A coalition of society organisations has urged the Economic and Financial Crimes Commission (EFCC) to publish the criminal charges against a former Petroleum Minister Diezani Alison–Madueke and other persons indicted for money laundering.
Others indicted are former NNPC and commercial banks officials Ben Otti, Nnamdi Okonkwo, Stanley Lawson, Lanre Adesanya and Dauda Lawal.
The Northern Youths in Defence of Democracy and Justice (NYDDJ) disclosed this in a statement signed by its convener Abba Suleiman after an emergency meeting in Abuja on Sunday.
EFCC spokesperson Wilson Uwajuren recently denied in a statement that the commission had dropped the criminal charge against Diezani and others.
He said the EFCC took a prosecutorial decision to split the initial 14-count charge to enable separate arraignment of the defendants.
The CSOs, however, said if the charges are still in place, the anti-graft agency should be bold enough to publish the charge sheet.
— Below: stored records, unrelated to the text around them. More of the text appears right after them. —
//! Cache invalidation utilities for derived data of hierarchical spaces.

use once_cell::sync::OnceCell;

/// Anything that caches derived data (classifications, index maps, …)
/// should implement this.
pub trait InvalidateCache {
    /// Invalidate *all* internal caches so future queries recompute correctly.
    fn invalidate_cache(&mut self);
}

// Blanket impl for Box<T>
impl<T: InvalidateCache + ?Sized> InvalidateCache for Box<T> {
    #[inline]
    fn invalidate_cache(&mut self) {
        (**self).invalidate_cache();
    }
}

/// A lazily computed value tagged with the generation it was computed for.
///
/// Readers go through `&self`; the owner bumps its generation on every
/// mutation and a stale value is never handed out.
#[derive(Clone, Debug, Default)]
pub struct GenerationCache<T> {
    cell: OnceCell<(u64, T)>,
}

impl<T> GenerationCache<T> {
    pub fn new() -> Self {
        Self {
            cell: OnceCell::new(),
        }
    }

    /// Value for `generation`, computing it with `init` if missing or stale.
    ///
    /// A stale value can only be replaced through `&mut self`; here it is
    /// recomputed and returned without caching.
    pub fn get_or_try_init<E>(
        &self,
        generation: u64,
        init: impl FnOnce() -> Result<T, E>,
    ) -> Result<CacheRef<'_, T>, E> {
        match self.cell.get() {
            Some((g, v)) if *g == generation => Ok(CacheRef::Cached(v)),
            Some(_) => init().map(CacheRef::Fresh),
            None => {
                let (_, v) = self.cell.get_or_try_init(|| init().map(|v| (generation, v)))?;
                Ok(CacheRef::Cached(v))
            }
        }
    }

    /// Generation of the cached value, if any.
    pub fn generation(&self) -> Option<u64> {
        self.cell.get().map(|(g, _)| *g)
    }
}

impl<T> InvalidateCache for GenerationCache<T> {
    fn invalidate_cache(&mut self) {
        self.cell.take();
    }
}

/// Borrowed cached value or a freshly computed one.
#[derive(Debug)]
pub enum CacheRef<'a, T> {
    Cached(&'a T),
    Fresh(T),
}

impl<T> std::ops::Deref for CacheRef<'_, T> {
    type Target = T;

    fn deref(&self) -> &T {
        match self {
            CacheRef::Cached(v) => v,
            CacheRef::Fresh(v) => v,
        }
    }
}
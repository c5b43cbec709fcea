#![cfg_attr(docsrs, feature(doc_cfg))]
//! # thb-splines
//!
//! thb-splines provides hierarchical B-spline (HB) and truncated hierarchical
//! B-spline (THB) spaces for adaptive isogeometric analysis: a multilevel
//! refinement structure on top of tensor product spline meshes, tracking of
//! active and deactivated cells and basis functions, index classifications
//! for level-by-level assembly, and sparse operators between levels.
//!
//! ## Features
//! - Univariate knot vectors with knot-insertion prolongation ([`bspline`])
//! - Tensor product meshes with precomputed cell/function adjacency ([`mesh::tensor`])
//! - Hierarchical meshes with cross-level cell and function relations ([`mesh::hierarchical`])
//! - HB/THB spaces with graded refinement, Dirichlet-aware index
//!   classification and fine-level representation ([`space`])
//! - Compact multilevel banded matrices and reindexing helpers ([`mlmatrix`])
//!
//! ## Usage
//! ```
//! use thb_splines::prelude::*;
//!
//! let kv = make_knots(2, 0.0, 1.0, 4)?;
//! let mut space = HSpace::new([kv.clone(), kv])?;
//! space.refine_region(0, |x| x[0] < 0.5 && x[1] < 0.5)?;
//! let r = space.represent_fine(true)?;
//! assert_eq!(r.ncols(), space.numdofs());
//! # Ok::<(), thb_splines::hspline_error::HSplineError>(())
//! ```
//!
//! ## Invariant checking
//! Mutating operations validate their input before touching any state and
//! re-check the structural invariants afterwards in debug builds, or in
//! release builds with the `strict-invariants` / `check-invariants` features
//! (see [`DebugInvariants`]).
//!
//! ## Determinism
//! Every returned collection of multi-indices is sorted lexicographically;
//! results never depend on hashing or insertion order.

pub mod algs;
pub mod bspline;
pub mod cache;
pub mod debug_invariants;
pub mod hspline_error;
pub mod mesh;
pub mod mlmatrix;
pub mod space;

pub use debug_invariants::DebugInvariants;

/// A convenient prelude to import the most-used traits & types:
pub mod prelude {
    pub use crate::bspline::{KnotVector, make_knots, prolongation};
    pub use crate::cache::InvalidateCache;
    pub use crate::debug_invariants::DebugInvariants;
    pub use crate::hspline_error::HSplineError;
    pub use crate::mesh::hierarchical::HMesh;
    pub use crate::mesh::multi_index::{IndexSet, LevelSets, MultiIndex};
    pub use crate::mesh::tensor::TensorMesh;
    pub use crate::mlmatrix::MlBandedMatrix;
    pub use crate::space::{BoundarySpec, Classification, HSpace, HSpaceOptions, IndexStrategy, Side};
}
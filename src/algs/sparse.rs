//! Small sparse-matrix kernels on top of `nalgebra-sparse`.
//!
//! Index conventions match [`crate::mesh::multi_index::ravel`]: in a
//! Kronecker product the first factor varies slowest.

use nalgebra_sparse::{CooMatrix, CsrMatrix};

/// Kronecker product `a ⊗ b`.
pub fn kron(a: &CsrMatrix<f64>, b: &CsrMatrix<f64>) -> CsrMatrix<f64> {
    let (mb, nb) = (b.nrows(), b.ncols());
    let mut coo = CooMatrix::new(a.nrows() * mb, a.ncols() * nb);
    for (ia, ja, &va) in a.triplet_iter() {
        for (ib, jb, &vb) in b.triplet_iter() {
            coo.push(ia * mb + ib, ja * nb + jb, va * vb);
        }
    }
    CsrMatrix::from(&coo)
}

/// Kronecker product of all factors, left to right.
///
/// An empty list yields the `1 × 1` identity.
pub fn multi_kron<'a>(factors: impl IntoIterator<Item = &'a CsrMatrix<f64>>) -> CsrMatrix<f64> {
    factors
        .into_iter()
        .fold(CsrMatrix::identity(1), |acc, f| kron(&acc, f))
}

/// Copy of `m` with the given (sorted) rows set to zero.
pub fn zero_rows(m: &CsrMatrix<f64>, sorted_rows: &[usize]) -> CsrMatrix<f64> {
    let mut coo = CooMatrix::new(m.nrows(), m.ncols());
    for (i, j, &v) in m.triplet_iter() {
        if sorted_rows.binary_search(&i).is_err() {
            coo.push(i, j, v);
        }
    }
    CsrMatrix::from(&coo)
}

/// Columns of `m` listed in `sorted_cols`, in that order.
pub fn select_columns(m: &CsrMatrix<f64>, sorted_cols: &[usize]) -> CsrMatrix<f64> {
    let mut coo = CooMatrix::new(m.nrows(), sorted_cols.len());
    for (i, j, &v) in m.triplet_iter() {
        if let Ok(k) = sorted_cols.binary_search(&j) {
            coo.push(i, k, v);
        }
    }
    CsrMatrix::from(&coo)
}

/// Push every entry of `block` into `coo`, shifted by `(row0, col0)`.
pub fn push_block(coo: &mut CooMatrix<f64>, block: &CsrMatrix<f64>, row0: usize, col0: usize) {
    for (i, j, &v) in block.triplet_iter() {
        coo.push(row0 + i, col0 + j, v);
    }
}

/// Copy of `m` without explicitly stored entries of magnitude `<= tol`.
pub fn prune(m: &CsrMatrix<f64>, tol: f64) -> CsrMatrix<f64> {
    let mut coo = CooMatrix::new(m.nrows(), m.ncols());
    for (i, j, &v) in m.triplet_iter() {
        if v.abs() > tol {
            coo.push(i, j, v);
        }
    }
    CsrMatrix::from(&coo)
}
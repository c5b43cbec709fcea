//! Univariate knot vectors and B-spline bases.
//!
//! This is the one-dimensional engine underneath the tensor product and
//! hierarchical meshes: it knows the number of basis functions, where each of
//! them is supported, how to bisect a knot vector and how to express coarse
//! basis functions in a refined basis (see [`prolongation`]).

mod prolongation;

pub use prolongation::prolongation;

use crate::hspline_error::HSplineError;
use serde::{Deserialize, Serialize};

/// A non-decreasing sequence of knots together with a spline degree.
///
/// Breakpoints (the distinct knot values inside the spline domain) are
/// cached on construction; the knot vector is immutable afterwards.
#[derive(Clone, Debug, PartialEq, Serialize, Deserialize)]
#[serde(try_from = "KnotVectorRepr", into = "KnotVectorRepr")]
pub struct KnotVector {
    knots: Vec<f64>,
    degree: usize,
    breaks: Vec<f64>,
}

#[derive(Clone, Serialize, Deserialize)]
struct KnotVectorRepr {
    knots: Vec<f64>,
    degree: usize,
}

impl TryFrom<KnotVectorRepr> for KnotVector {
    type Error = HSplineError;

    fn try_from(repr: KnotVectorRepr) -> Result<Self, Self::Error> {
        KnotVector::new(repr.knots, repr.degree)
    }
}

impl From<KnotVector> for KnotVectorRepr {
    fn from(kv: KnotVector) -> Self {
        Self {
            knots: kv.knots,
            degree: kv.degree,
        }
    }
}

impl KnotVector {
    /// Create a knot vector of the given degree.
    ///
    /// The knots must be finite and non-decreasing, there must be at least
    /// `2 * (degree + 1)` of them, the spline domain must be nonempty and no
    /// knot may be repeated more than `degree + 1` times.
    pub fn new(knots: Vec<f64>, degree: usize) -> Result<Self, HSplineError> {
        if knots.len() < 2 * (degree + 1) {
            return Err(HSplineError::InvalidKnotVector(format!(
                "{} knots are too few for degree {degree}",
                knots.len()
            )));
        }
        if knots.iter().any(|t| !t.is_finite()) {
            return Err(HSplineError::InvalidKnotVector(
                "knots must be finite".into(),
            ));
        }
        if knots.windows(2).any(|w| w[0] > w[1]) {
            return Err(HSplineError::InvalidKnotVector(
                "knots must be non-decreasing".into(),
            ));
        }
        let mut run = 1;
        for w in knots.windows(2) {
            run = if w[0] == w[1] { run + 1 } else { 1 };
            if run > degree + 1 {
                return Err(HSplineError::InvalidKnotVector(format!(
                    "knot {} has multiplicity above {}",
                    w[1],
                    degree + 1
                )));
            }
        }
        let n = knots.len();
        if knots[degree] >= knots[n - degree - 1] {
            return Err(HSplineError::InvalidKnotVector(
                "spline domain is empty".into(),
            ));
        }
        let mut breaks: Vec<f64> = knots[degree..n - degree].to_vec();
        breaks.dedup();
        Ok(Self {
            knots,
            degree,
            breaks,
        })
    }

    /// The raw knot sequence.
    pub fn knots(&self) -> &[f64] {
        &self.knots
    }

    /// Polynomial degree.
    pub fn degree(&self) -> usize {
        self.degree
    }

    /// Number of knots.
    pub fn numknots(&self) -> usize {
        self.knots.len()
    }

    /// Number of basis functions (degrees of freedom).
    pub fn numdofs(&self) -> usize {
        self.knots.len() - self.degree - 1
    }

    /// Distinct breakpoints of the spline domain, in increasing order.
    pub fn mesh(&self) -> &[f64] {
        &self.breaks
    }

    /// Number of nonempty knot spans (cells) of the spline domain.
    pub fn numspans(&self) -> usize {
        self.breaks.len() - 1
    }

    /// First and last point of the spline domain.
    pub fn support(&self) -> (f64, f64) {
        (self.breaks[0], self.breaks[self.breaks.len() - 1])
    }

    /// Half-open range `(lo, hi)` of cells on which basis function `j` is nonzero.
    pub fn mesh_support_idx(&self, j: usize) -> Result<(usize, usize), HSplineError> {
        if j >= self.numdofs() {
            return Err(HSplineError::IndexOutOfRange {
                axis: 0,
                index: j,
                extent: self.numdofs(),
            });
        }
        let lo = self.breaks.partition_point(|&x| x < self.knots[j]);
        let hi = self
            .breaks
            .partition_point(|&x| x < self.knots[j + self.degree + 1]);
        Ok((lo.min(self.numspans()), hi.min(self.numspans())))
    }

    /// Supported cell ranges of all basis functions, indexed by function.
    pub fn mesh_support_idx_all(&self) -> Vec<(usize, usize)> {
        (0..self.numdofs())
            .map(|j| {
                let lo = self.breaks.partition_point(|&x| x < self.knots[j]);
                let hi = self
                    .breaks
                    .partition_point(|&x| x < self.knots[j + self.degree + 1]);
                (lo.min(self.numspans()), hi.min(self.numspans()))
            })
            .collect()
    }

    /// Uniformly bisect every cell by inserting its midpoint once.
    pub fn refine(&self) -> KnotVector {
        let mut knots = self.knots.clone();
        knots.extend(self.breaks.windows(2).map(|w| 0.5 * (w[0] + w[1])));
        knots.sort_by(f64::total_cmp);
        let mut breaks = Vec::with_capacity(2 * self.breaks.len() - 1);
        for w in self.breaks.windows(2) {
            breaks.push(w[0]);
            breaks.push(0.5 * (w[0] + w[1]));
        }
        breaks.extend(self.breaks.last().copied());
        KnotVector {
            knots,
            degree: self.degree,
            breaks,
        }
    }

    /// Index `k` of the knot span with `knots[k] <= x < knots[k + 1]`,
    /// clamped to the spline domain so that the right endpoint is included.
    pub fn find_span(&self, x: f64) -> Result<usize, HSplineError> {
        let (a, b) = self.support();
        if !(a..=b).contains(&x) {
            return Err(HSplineError::InvalidKnotVector(format!(
                "point {x} outside the spline domain [{a}, {b}]"
            )));
        }
        let n = self.numdofs();
        let k = self.knots.partition_point(|&t| t <= x).saturating_sub(1);
        Ok(k.clamp(self.degree, n - 1))
    }

    /// Evaluate all basis functions that do not vanish at `x`.
    ///
    /// Returns the index of the first nonzero function and the `degree + 1`
    /// values in order.
    pub fn eval_nonzero(&self, x: f64) -> Result<(usize, Vec<f64>), HSplineError> {
        let p = self.degree;
        let k = self.find_span(x)?;
        let t = &self.knots;
        let mut values = vec![0.0; p + 1];
        let mut left = vec![0.0; p + 1];
        let mut right = vec![0.0; p + 1];
        values[0] = 1.0;
        for j in 1..=p {
            left[j] = x - t[k + 1 - j];
            right[j] = t[k + j] - x;
            let mut saved = 0.0;
            for r in 0..j {
                let temp = values[r] / (right[r + 1] + left[j - r]);
                values[r] = saved + right[r + 1] * temp;
                saved = left[j - r] * temp;
            }
            values[j] = saved;
        }
        Ok((k - p, values))
    }
}

/// Open uniform knot vector of degree `p` with `n` equal intervals on `[a, b]`.
pub fn make_knots(p: usize, a: f64, b: f64, n: usize) -> Result<KnotVector, HSplineError> {
    if n == 0 || !(a < b) {
        return Err(HSplineError::InvalidKnotVector(format!(
            "cannot split [{a}, {b}] into {n} intervals"
        )));
    }
    let mut knots = vec![a; p];
    knots.extend((0..=n).map(|i| a + (b - a) * (i as f64) / (n as f64)));
    knots.extend(std::iter::repeat_n(b, p));
    KnotVector::new(knots, p)
}
//! Tensor product and hierarchical meshes.

pub mod hierarchical;
pub mod multi_index;
pub mod tensor;

pub use hierarchical::{HMesh, Prolongation1d};
pub use multi_index::{IndexSet, LevelSets, MultiIndex};
pub use tensor::TensorMesh;
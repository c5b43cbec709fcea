//! Knot insertion operators between nested knot vectors.

use super::KnotVector;
use crate::hspline_error::HSplineError;
use nalgebra_sparse::{CooMatrix, CsrMatrix};

/// Sparse `numdofs(fine) × numdofs(coarse)` matrix whose column `j` holds the
/// coefficients of coarse basis function `j` in the fine basis.
///
/// `fine` must contain every knot of `coarse` (with at least the same
/// multiplicity) and have the same degree. The operator is assembled by
/// inserting the missing knots one at a time (Boehm's algorithm).
pub fn prolongation(coarse: &KnotVector, fine: &KnotVector) -> Result<CsrMatrix<f64>, HSplineError> {
    let p = coarse.degree();
    if fine.degree() != p {
        return Err(HSplineError::InvalidKnotVector(format!(
            "degree mismatch: coarse {p}, fine {}",
            fine.degree()
        )));
    }
    let inserted = knot_difference(coarse.knots(), fine.knots())?;

    let n = coarse.numdofs();
    let mut knots = coarse.knots().to_vec();
    // rows[i][j]: coefficient of coarse function j on current function i
    let mut rows: Vec<Vec<f64>> = (0..n)
        .map(|i| {
            let mut row = vec![0.0; n];
            row[i] = 1.0;
            row
        })
        .collect();

    for x in inserted {
        let (lo, hi) = (knots[p], knots[knots.len() - p - 1]);
        if !(lo < x && x < hi) {
            return Err(HSplineError::InvalidKnotVector(format!(
                "knot {x} lies outside the open domain ({lo}, {hi})"
            )));
        }
        let k = knots.partition_point(|&t| t <= x) - 1;
        let mut next = Vec::with_capacity(rows.len() + 1);
        for i in 0..=rows.len() {
            if i + p <= k {
                next.push(rows[i].clone());
            } else if i > k {
                next.push(rows[i - 1].clone());
            } else {
                let a = (x - knots[i]) / (knots[i + p] - knots[i]);
                let blended = rows[i - 1]
                    .iter()
                    .zip(&rows[i])
                    .map(|(prev, cur)| (1.0 - a) * prev + a * cur)
                    .collect();
                next.push(blended);
            }
        }
        knots.insert(k + 1, x);
        rows = next;
    }

    let mut coo = CooMatrix::new(rows.len(), n);
    for (i, row) in rows.iter().enumerate() {
        for (j, &v) in row.iter().enumerate() {
            if v != 0.0 {
                coo.push(i, j, v);
            }
        }
    }
    Ok(CsrMatrix::from(&coo))
}

/// Knots of `fine` that are not matched by a knot of `coarse`, in increasing order.
fn knot_difference(coarse: &[f64], fine: &[f64]) -> Result<Vec<f64>, HSplineError> {
    let mut extra = Vec::with_capacity(fine.len().saturating_sub(coarse.len()));
    let mut c = coarse.iter().peekable();
    for &t in fine {
        match c.peek() {
            Some(&&s) if s == t => {
                c.next();
            }
            Some(&&s) if s < t => {
                return Err(HSplineError::InvalidKnotVector(format!(
                    "coarse knot {s} is missing from the fine knot vector"
                )));
            }
            _ => extra.push(t),
        }
    }
    if let Some(&s) = c.next() {
        return Err(HSplineError::InvalidKnotVector(format!(
            "coarse knot {s} is missing from the fine knot vector"
        )));
    }
    Ok(extra)
}
//! Construction-time configuration of a hierarchical space.

use serde::{Deserialize, Serialize};

use crate::hspline_error::HSplineError;
use crate::mesh::multi_index::MultiIndex;

/// Which end of an axis a boundary facet sits on.
#[derive(Clone, Copy, Debug, PartialEq, Eq, Hash, PartialOrd, Ord, Serialize, Deserialize)]
pub enum Side {
    /// Facet at the first breakpoint of the axis.
    Lower,
    /// Facet at the last breakpoint of the axis.
    Upper,
}

/// A boundary facet carrying Dirichlet conditions.
#[derive(Clone, Copy, Debug, PartialEq, Eq, Hash, PartialOrd, Ord, Serialize, Deserialize)]
pub struct BoundarySpec {
    pub axis: usize,
    pub side: Side,
}

impl BoundarySpec {
    pub fn new(axis: usize, side: Side) -> Self {
        Self { axis, side }
    }

    /// Whether the function `f` of a tensor product space with `numdofs`
    /// functions per axis is nonzero on this facet.
    pub fn contains<const D: usize>(&self, f: &MultiIndex<D>, numdofs: &[usize; D]) -> bool {
        match self.side {
            Side::Lower => f[self.axis] == 0,
            Side::Upper => f[self.axis] + 1 == numdofs[self.axis],
        }
    }
}

/// Options for [`HSpace`](crate::space::HSpace).
///
/// The defaults leave refinement ungraded and mark no boundary functions.
#[derive(Clone, Debug, Default, PartialEq, Eq, Serialize, Deserialize)]
pub struct HSpaceOptions {
    /// Largest allowed level difference between interacting cells; `None` is unbounded.
    pub disparity: Option<usize>,
    /// Facets whose functions are classified as Dirichlet functions.
    pub boundary: Vec<BoundarySpec>,
}

impl HSpaceOptions {
    pub fn with_disparity(mut self, disparity: usize) -> Self {
        self.disparity = Some(disparity);
        self
    }

    pub fn with_boundary(mut self, boundary: impl IntoIterator<Item = BoundarySpec>) -> Self {
        self.boundary.extend(boundary);
        self
    }

    /// Check the options against the spatial dimension `dim`.
    pub fn validate(&self, dim: usize) -> Result<(), HSplineError> {
        if self.disparity == Some(0) {
            return Err(HSplineError::InvalidDisparity(0));
        }
        if let Some(b) = self.boundary.iter().find(|b| b.axis >= dim) {
            return Err(HSplineError::InvalidBoundary { axis: b.axis, dim });
        }
        Ok(())
    }

    /// Whether level `i` interacts with level `lv > i` under the disparity bound.
    pub(crate) fn within_disparity(&self, i: usize, lv: usize) -> bool {
        i < lv && self.disparity.is_none_or(|d| lv - i <= d)
    }
}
The EFCC, according to the civil society groups, labored to justify why it withdrew charges against all the accused persons and retained only Mr. Lawal, as the sole accused person. “The EFCC is trying to counteract a court process with a verbal press statement,” they said.
The statement said withdrawing charges against Diezani and others while retaining that of Mr Lawal is counter-productive to the anti-graft war of President Muhammadu Buhari.
“Witch-hunting, selective prosecution, cherry-picking accused persons and preferential treatment of suspects, will only further confirm the widely held view that EFCC has derailed from its initial mandate,” the civil societies said.
The statement reads: “We stand with the reports that the charges against Diezani and Otti have been withdrawn, as is clearly shown on the face of the charge sheet which bears only Lawal’s name.
“We challenge EFCC to publish the charges and controvert what we have said here. If EFCC claims that the charges against Diezani, Lawson, Adesanya, and Otti are still in place, we ask them to show us the charge sheet.
“Our advice to EFCC is that they should retrace their steps and revert to the spirit of the EFFC (Establishment) Act, where the organisation was envisaged to be one that will be run devoid of sentiments and personal considerations in fighting financial crime.“
The CSOs advice the commission to preserve its credibility locally and internationally, adding that “the fight against corruption will be greatly compromised if it proceeds with the withdrawal of corruption charges against suspected perpetrators of one the monumental corruption cases in Nigeria’s history.”